╔══
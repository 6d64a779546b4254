//! Staging validation errors

use thiserror::Error;

/// Reasons a batch of files can be rejected.
///
/// Any error rejects the whole batch; nothing from it stays staged.
#[derive(Error, Debug, Clone, PartialEq, Eq)]
pub enum StagingError {
    #[error("File size exceeds 10MB: {name} ({size} bytes)")]
    TooLarge { name: String, size: u64 },

    #[error("Unsupported file type: {name} ({mime_type})")]
    UnsupportedType { name: String, mime_type: String },
}

impl StagingError {
    /// Name of the file that failed validation
    pub fn file_name(&self) -> &str {
        match self {
            StagingError::TooLarge { name, .. } => name,
            StagingError::UnsupportedType { name, .. } => name,
        }
    }
}
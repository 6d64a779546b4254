//! Autocomplete configuration from TOML (`[search]` section)

use serde::{Deserialize, Serialize};

/// Raw autocomplete configuration from TOML
#[derive(Debug, Clone, PartialEq, Serialize, Deserialize)]
#[serde(default)]
pub struct FileSearchConfig {
    /// Quiet period before a suggestion query is sent (0 disables)
    pub debounce_ms: u64,
    /// Abort superseded suggestion requests instead of only ignoring them
    pub cancel_superseded: bool,
}

impl Default for FileSearchConfig {
    fn default() -> Self {
        Self {
            debounce_ms: 150,
            cancel_superseded: true,
        }
    }
}
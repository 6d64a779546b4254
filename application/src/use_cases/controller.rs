//! Symptom Check Controller
//!
//! Owns the session state (selected symptoms, staged lab reports,
//! demographics, visible suggestions) and drives the use cases from user
//! commands. Emits UiEvent messages to a channel for the presentation layer
//! to render; it never renders anything itself.
//!
//! The controller is cheap to clone and every method takes `&self`, so the
//! REPL can hand a clone to a background task (a pending submission) and keep
//! accepting input. State locks are never held across an `.await`.

use crate::config::ControllerConfig;
use crate::ports::symptom_api::SymptomApi;
use crate::ports::ui_event::{PredictionErrorEvent, StatusSnapshot, UiEvent};
use crate::use_cases::analyze_lab_report::{AnalyzeLabReportUseCase, LabReportError};
use crate::use_cases::search_suggestions::{SearchError, SearchOutcome, SuggestionSearch};
use crate::use_cases::submit_prediction::{PredictionOrchestrator, SubmitError};
use std::sync::{Arc, Mutex, MutexGuard, PoisonError};
use symptom_domain::{
    Bmi, DemographicField, Demographics, DomainError, FileHandle, FileStaging, PredictionOutcome,
    StagedFile, StagingError, SubmissionPhase, Symptom, SymptomSet,
};
use tokio::sync::mpsc;
use tracing::debug;

/// Result of handling a command
#[derive(Debug, Clone, PartialEq, Eq)]
pub enum CommandAction {
    /// Continue the REPL loop
    Continue,
    /// Exit the REPL
    Exit,
    /// Submit a prediction; caller decides whether to await or spawn it
    Submit,
    /// Analyze the first staged lab report
    AnalyzeLabReport,
    /// Load these paths from disk and stage them as one batch
    StageFiles(Vec<String>),
}

#[derive(Debug, Default)]
struct SessionState {
    symptoms: SymptomSet,
    staging: FileStaging,
    demographics: Demographics,
    /// Suggestions currently shown for the latest query
    suggestions: Vec<String>,
}

struct Inner<A: SymptomApi + 'static> {
    state: Mutex<SessionState>,
    search: SuggestionSearch<A>,
    orchestrator: PredictionOrchestrator<A>,
    lab_report: AnalyzeLabReportUseCase<A>,
    config: ControllerConfig,
    tx: mpsc::UnboundedSender<UiEvent>,
}
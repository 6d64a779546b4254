//! UI event types emitted by SymptomCheckController for presentation rendering
//!
//! These events form the output port from the application layer to the
//! presentation layer. The presenter re-renders chips, previews, dropdowns
//! and result panels from them; the controller never renders anything itself.

use std::time::Duration;
use symptom_domain::{
    Bmi, Demographics, PredictionReport, StagedFile, StagingError, SubmissionPhase, Symptom,
};

/// Events emitted by SymptomCheckController for the presentation layer to render
#[derive(Debug, Clone)]
pub enum UiEvent {
    // === Session ===
    /// Show help message
    Help,
    /// Snapshot of the whole session (`/status`)
    Status(Box<StatusSnapshot>),
    /// Everything was cleared (`/reset`)
    SessionReset,

    // === Symptoms ===
    /// The selected symptom set changed
    SymptomsChanged { symptoms: Vec<Symptom> },

    // === Suggestions ===
    /// New suggestions for the latest query
    SuggestionsUpdated {
        query: String,
        suggestions: Vec<String>,
    },
    /// The suggestion dropdown should be hidden
    SuggestionsCleared,

    // === Lab-report staging ===
    /// The staged file list changed
    StagedFilesChanged { files: Vec<StagedFile> },
    /// A selected batch failed validation and nothing was staged
    StagingRejected { error: StagingError },

    // === Demographics ===
    DemographicsChanged(Demographics),
    BmiResult(Bmi),
    BmiError { message: String },

    // === Prediction ===
    /// Submission refused because no symptom is selected
    EmptySymptoms,
    /// Submission refused because another one is still pending
    SubmissionRejected { reason: String },
    /// Request sent; the submit affordance is disabled until `SubmissionFinished`
    SubmissionStarted {
        symptom_count: usize,
        file_count: usize,
    },
    /// Prediction succeeded
    PredictionResult(Box<PredictionReport>),
    /// Prediction failed
    PredictionError(PredictionErrorEvent),
    /// Submission is over (always emitted, whatever the outcome)
    SubmissionFinished,

    // === Lab-report analysis ===
    LabReportStarted { file_name: String },
    LabReportResult { file_name: String, summary: String },
    LabReportError { error: String },

    // === Errors ===
    /// Command was recognized but its arguments were not
    CommandError { message: String },
    UnknownCommand { command: String },

    // === Lifecycle ===
    Exit,
}

/// Session state shown by `/status`
#[derive(Debug, Clone)]
pub struct StatusSnapshot {
    pub symptoms: Vec<Symptom>,
    pub files: Vec<StagedFile>,
    pub demographics: Demographics,
    pub phase: SubmissionPhase,
}

/// A dismissible prediction error
#[derive(Debug, Clone)]
pub struct PredictionErrorEvent {
    pub reason: String,
    /// The presenter hides the error after this long
    pub dismiss_after: Duration,
}
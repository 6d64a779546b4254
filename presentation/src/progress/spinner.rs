//! Spinner shown while a prediction is pending, plus self-dismissing notices

use colored::Colorize;
use indicatif::{ProgressBar, ProgressStyle};
use std::time::Duration;

/// Pending-submission spinner.
///
/// Drawing is skipped automatically when stderr is not a terminal.
pub struct SubmissionSpinner {
    bar: Option<ProgressBar>,
    enabled: bool,
}

impl Default for SubmissionSpinner {
    fn default() -> Self {
        Self::new(true)
    }
}

impl SubmissionSpinner {
    pub fn new(enabled: bool) -> Self {
        Self { bar: None, enabled }
    }

    fn spinner_style() -> ProgressStyle {
        ProgressStyle::default_spinner()
            .template("{spinner:.green} {msg} {elapsed:.dim}")
            .unwrap_or_else(|_| ProgressStyle::default_spinner())
    }

    pub fn is_active(&self) -> bool {
        self.bar.is_some()
    }

    /// Start spinning; replaces any spinner already running
    pub fn start(&mut self, message: impl Into<String>) {
        self.finish();
        if !self.enabled {
            return;
        }
        let bar = ProgressBar::new_spinner();
        bar.set_style(Self::spinner_style());
        bar.set_message(message.into());
        bar.enable_steady_tick(Duration::from_millis(100));
        self.bar = Some(bar);
    }

    /// Stop and erase the spinner
    pub fn finish(&mut self) {
        if let Some(bar) = self.bar.take() {
            bar.finish_and_clear();
        }
    }

    /// Show `message` and erase it after `dismiss_after`.
    ///
    /// Falls back to a plain stderr line when nothing can be redrawn (no
    /// terminal, progress disabled, or no runtime to schedule the dismissal).
    pub fn notice(&self, message: &str, dismiss_after: Duration) {
        let runtime = tokio::runtime::Handle::try_current();
        let bar = ProgressBar::new_spinner();
        if !self.enabled || bar.is_hidden() || runtime.is_err() || dismiss_after.is_zero() {
            eprintln!("{} {}", "Analysis Failed:".red().bold(), message);
            return;
        }

        bar.set_style(
            ProgressStyle::default_spinner()
                .template("{msg}")
                .unwrap_or_else(|_| ProgressStyle::default_spinner()),
        );
        bar.set_message(format!("{} {}", "Analysis Failed:".red().bold(), message));
        bar.tick();
        if let Ok(handle) = runtime {
            handle.spawn(async move {
                tokio::time::sleep(dismiss_after).await;
                bar.finish_and_clear();
            });
        }
    }
}

impl Drop for SubmissionSpinner {
    fn drop(&mut self) {
        self.finish();
    }
}
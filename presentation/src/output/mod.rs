//! Output formatting for prediction results and session state

pub mod console;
╚══
→ **WORK REQUEST**
Line by line, check the material above for the word "presentation", then give the number of lines that hold it and nothing else.

→ **RESULT OF THIS TASK**
6